Collected data entries:
----------

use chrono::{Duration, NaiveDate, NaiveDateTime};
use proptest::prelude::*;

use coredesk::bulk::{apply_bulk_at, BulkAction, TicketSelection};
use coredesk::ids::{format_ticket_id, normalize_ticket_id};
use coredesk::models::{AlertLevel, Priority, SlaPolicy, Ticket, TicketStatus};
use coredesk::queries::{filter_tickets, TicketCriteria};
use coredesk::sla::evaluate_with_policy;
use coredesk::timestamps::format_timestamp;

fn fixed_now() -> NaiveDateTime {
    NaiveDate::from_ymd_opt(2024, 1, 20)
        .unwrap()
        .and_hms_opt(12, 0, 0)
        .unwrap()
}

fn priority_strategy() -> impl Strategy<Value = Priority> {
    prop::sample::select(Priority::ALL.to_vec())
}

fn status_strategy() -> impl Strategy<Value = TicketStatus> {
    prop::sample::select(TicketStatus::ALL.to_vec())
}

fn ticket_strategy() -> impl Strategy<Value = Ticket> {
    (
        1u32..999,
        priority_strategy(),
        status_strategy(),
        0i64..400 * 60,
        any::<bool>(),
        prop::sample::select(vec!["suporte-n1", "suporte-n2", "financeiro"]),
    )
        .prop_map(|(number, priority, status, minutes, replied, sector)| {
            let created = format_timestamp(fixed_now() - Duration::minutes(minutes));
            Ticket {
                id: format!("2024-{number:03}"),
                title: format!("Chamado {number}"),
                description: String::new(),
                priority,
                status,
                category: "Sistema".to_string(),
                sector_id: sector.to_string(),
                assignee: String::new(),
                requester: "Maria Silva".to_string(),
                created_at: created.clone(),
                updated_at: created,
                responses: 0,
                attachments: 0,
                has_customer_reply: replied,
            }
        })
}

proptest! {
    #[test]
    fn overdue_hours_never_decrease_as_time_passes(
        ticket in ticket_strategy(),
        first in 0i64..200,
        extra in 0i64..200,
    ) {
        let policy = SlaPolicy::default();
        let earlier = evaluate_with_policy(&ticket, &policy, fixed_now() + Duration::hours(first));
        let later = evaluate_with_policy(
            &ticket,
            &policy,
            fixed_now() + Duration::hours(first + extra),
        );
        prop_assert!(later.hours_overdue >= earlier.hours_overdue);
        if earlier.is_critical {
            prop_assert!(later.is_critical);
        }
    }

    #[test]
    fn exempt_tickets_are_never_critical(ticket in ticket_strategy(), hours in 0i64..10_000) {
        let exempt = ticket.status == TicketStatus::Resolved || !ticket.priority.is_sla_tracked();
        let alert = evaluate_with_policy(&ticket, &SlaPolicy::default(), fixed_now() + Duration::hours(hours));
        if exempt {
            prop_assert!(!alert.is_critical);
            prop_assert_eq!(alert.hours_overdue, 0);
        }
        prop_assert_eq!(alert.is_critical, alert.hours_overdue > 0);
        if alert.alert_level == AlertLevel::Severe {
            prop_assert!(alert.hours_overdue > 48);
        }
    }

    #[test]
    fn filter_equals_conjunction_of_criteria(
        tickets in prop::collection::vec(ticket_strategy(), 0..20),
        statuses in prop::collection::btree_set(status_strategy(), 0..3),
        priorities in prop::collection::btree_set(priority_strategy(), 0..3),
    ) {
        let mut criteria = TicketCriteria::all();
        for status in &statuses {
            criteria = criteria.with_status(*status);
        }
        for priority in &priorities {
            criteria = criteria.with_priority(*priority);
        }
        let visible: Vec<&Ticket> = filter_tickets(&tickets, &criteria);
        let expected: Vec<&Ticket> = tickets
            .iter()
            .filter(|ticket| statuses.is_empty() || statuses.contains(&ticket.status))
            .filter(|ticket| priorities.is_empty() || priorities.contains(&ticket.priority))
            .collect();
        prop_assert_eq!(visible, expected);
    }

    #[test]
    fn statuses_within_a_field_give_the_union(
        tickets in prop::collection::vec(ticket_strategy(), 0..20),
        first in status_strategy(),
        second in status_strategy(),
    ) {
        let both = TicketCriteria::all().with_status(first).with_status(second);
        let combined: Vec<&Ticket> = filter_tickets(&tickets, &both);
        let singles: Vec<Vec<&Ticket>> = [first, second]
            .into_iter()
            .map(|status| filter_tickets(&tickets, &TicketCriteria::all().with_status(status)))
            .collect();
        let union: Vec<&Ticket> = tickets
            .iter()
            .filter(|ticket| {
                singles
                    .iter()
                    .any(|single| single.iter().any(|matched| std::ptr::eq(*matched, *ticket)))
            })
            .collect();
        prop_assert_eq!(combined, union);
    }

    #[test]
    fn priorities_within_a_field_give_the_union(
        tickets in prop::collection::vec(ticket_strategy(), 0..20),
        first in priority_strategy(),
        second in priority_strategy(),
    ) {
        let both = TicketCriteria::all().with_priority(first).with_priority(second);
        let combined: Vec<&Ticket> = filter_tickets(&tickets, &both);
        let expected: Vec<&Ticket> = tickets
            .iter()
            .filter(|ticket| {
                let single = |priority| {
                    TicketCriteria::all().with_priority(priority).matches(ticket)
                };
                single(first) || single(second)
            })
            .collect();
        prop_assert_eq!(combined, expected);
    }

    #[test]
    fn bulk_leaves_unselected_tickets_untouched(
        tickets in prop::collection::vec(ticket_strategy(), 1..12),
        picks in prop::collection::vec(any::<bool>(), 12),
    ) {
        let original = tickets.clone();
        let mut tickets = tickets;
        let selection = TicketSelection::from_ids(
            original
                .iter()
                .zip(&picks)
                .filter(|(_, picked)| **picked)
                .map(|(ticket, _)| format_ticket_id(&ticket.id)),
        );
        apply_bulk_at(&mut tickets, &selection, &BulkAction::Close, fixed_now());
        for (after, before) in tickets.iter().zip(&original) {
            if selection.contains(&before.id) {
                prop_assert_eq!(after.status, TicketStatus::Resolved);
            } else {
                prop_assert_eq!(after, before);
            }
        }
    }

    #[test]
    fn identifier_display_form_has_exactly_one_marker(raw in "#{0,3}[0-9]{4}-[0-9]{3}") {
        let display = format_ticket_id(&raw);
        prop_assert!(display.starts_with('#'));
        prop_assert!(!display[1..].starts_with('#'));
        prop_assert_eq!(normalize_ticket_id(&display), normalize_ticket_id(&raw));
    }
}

----------

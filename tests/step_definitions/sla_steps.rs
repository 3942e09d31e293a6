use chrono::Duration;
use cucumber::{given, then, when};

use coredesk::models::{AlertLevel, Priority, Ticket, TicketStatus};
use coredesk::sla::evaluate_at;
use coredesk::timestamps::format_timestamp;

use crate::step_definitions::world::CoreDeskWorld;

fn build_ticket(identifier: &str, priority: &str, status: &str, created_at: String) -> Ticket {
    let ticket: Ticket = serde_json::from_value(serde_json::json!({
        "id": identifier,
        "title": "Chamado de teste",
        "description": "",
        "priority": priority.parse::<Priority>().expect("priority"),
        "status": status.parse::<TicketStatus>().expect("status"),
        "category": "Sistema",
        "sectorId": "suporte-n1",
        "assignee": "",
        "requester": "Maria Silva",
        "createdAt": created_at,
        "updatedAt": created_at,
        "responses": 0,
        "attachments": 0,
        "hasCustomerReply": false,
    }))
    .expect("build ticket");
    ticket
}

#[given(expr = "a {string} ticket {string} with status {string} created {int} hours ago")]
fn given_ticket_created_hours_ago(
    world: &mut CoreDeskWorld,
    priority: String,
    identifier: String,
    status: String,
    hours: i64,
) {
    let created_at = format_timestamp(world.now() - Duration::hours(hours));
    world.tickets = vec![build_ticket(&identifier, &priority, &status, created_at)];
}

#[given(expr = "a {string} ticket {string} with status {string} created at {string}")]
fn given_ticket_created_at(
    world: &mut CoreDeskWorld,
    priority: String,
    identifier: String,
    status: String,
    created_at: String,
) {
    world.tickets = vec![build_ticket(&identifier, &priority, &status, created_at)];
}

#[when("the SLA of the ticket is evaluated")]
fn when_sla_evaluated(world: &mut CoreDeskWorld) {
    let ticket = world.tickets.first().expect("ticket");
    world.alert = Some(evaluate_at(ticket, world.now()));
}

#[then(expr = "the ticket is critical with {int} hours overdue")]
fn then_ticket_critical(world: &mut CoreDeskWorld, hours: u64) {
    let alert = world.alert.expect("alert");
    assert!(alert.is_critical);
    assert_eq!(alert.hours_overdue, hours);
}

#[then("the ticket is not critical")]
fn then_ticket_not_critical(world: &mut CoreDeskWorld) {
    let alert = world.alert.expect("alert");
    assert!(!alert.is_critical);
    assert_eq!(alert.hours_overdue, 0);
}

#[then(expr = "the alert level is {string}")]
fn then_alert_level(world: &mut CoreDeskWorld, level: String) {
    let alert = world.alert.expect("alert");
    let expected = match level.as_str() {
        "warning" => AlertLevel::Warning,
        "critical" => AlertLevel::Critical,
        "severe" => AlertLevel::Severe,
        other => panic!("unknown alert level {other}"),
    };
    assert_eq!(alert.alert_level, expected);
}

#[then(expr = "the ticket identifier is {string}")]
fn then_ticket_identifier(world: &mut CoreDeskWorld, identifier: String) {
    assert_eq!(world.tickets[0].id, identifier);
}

----------

Search the records above for the string "AlertLevel" and copy each line that holds it.

use coredesk::models::{AlertLevel, Priority, SlaPolicy, Ticket, TicketStatus};
        if alert.alert_level == AlertLevel::Severe {
use coredesk::models::{AlertLevel, Priority, Ticket, TicketStatus};
        "warning" => AlertLevel::Warning,
        "critical" => AlertLevel::Critical,
        "severe" => AlertLevel::Severe,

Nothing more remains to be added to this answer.